The alliance’s spokesperson, Zukiswa White, said they will not sit back and watch the reversal of over 362 years of struggle and sacrifice by the South African majority black population, who fought to defeat colonialism and apartheid.

“This Bill, if signed into law, will signal a spit in the face of the legacy of resistance and communities which have continued, post-1994, to speak truth to power against the loss of sovereignty,” she said.

Thunyane Duda, Larc researcher, explained that the Bill, dubbed the “Bantustan Bill”, will “re-entrench apartheid geography” because traditional leaders have jurisdiction in the former Bantustan areas.

“The problem is, when the Bantustan borders were drawn, people were forcibly removed and dispossessed of their land and even today people still contest the legitimacy of traditional leaders.

“Remember, chiefs that were not compliant with the apartheid system were deposed and replaced by the compliant, who were then rewarded by being given more land,” he said.

Duda said as a result, people did not recognise these traditional leaders or their jurisdiction over them and that some communities did not have traditional authorities, yet this Bill would force them to be subjects of a chief.

He said the most worrying part was that the Bill, which will affect at least 17 million people in the former homelands, sought to trump the existing piece of legislation protecting rural communities’ land consent rights, the Interim Protection of Informal Land Rights, passed in 1996.

This is the legislation on which the Maledu judgment, made in the Constitutional Court, as well as the Xolobeni judgment, made by the High Court in Pretoria, was based.

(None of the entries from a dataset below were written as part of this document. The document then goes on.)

//! 监控输出接口
//!
//! 监控线程对每个接收帧调用一次 [`MonitorSink::on_record`]。
//!
//! # 性能要求
//!
//! 回调在监控线程上执行，必须立即返回：禁止阻塞 I/O 和长时间持锁。
//! 需要异步处理时使用 [`ChannelSink`](crate::ChannelSink)。
//!
//! ```rust
//! use motorbus_driver::{MonitorRecord, MonitorSink};
//! use std::sync::Arc;
//!
//! let sink: Arc<dyn MonitorSink> = Arc::new(|record: MonitorRecord| {
//!     println!("{}", record.frame);
//! });
//! ```

use crate::MonitorRecord;

/// 监控记录回调
pub trait MonitorSink: Send + Sync {
    /// 交付一条记录；返回 `false` 表示记录被丢弃（计入统计）
    fn on_record(&self, record: MonitorRecord) -> bool;
}

impl<F> MonitorSink for F
where
    F: Fn(MonitorRecord) + Send + Sync,
{
    fn on_record(&self, record: MonitorRecord) -> bool {
        self(record);
        true
    }
}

The judgments upheld the community’s right around prior consent, the right to say no and ruled that deals brokered between mining houses and traditional leaders without the consent of those directly affected, infringed on people’s constitutional rights.

“It means we will have two systems of law. If you live in the former Bantustan, you are a subject of a traditional leader, meaning you do not have access to constitutional rights. But if you live in an urban area, you have access to constitutional rights,” Duda said.

Bench Marks Foundation, a social/ economic justice lobby group, said government was both sneaky and deceptive with the Bill.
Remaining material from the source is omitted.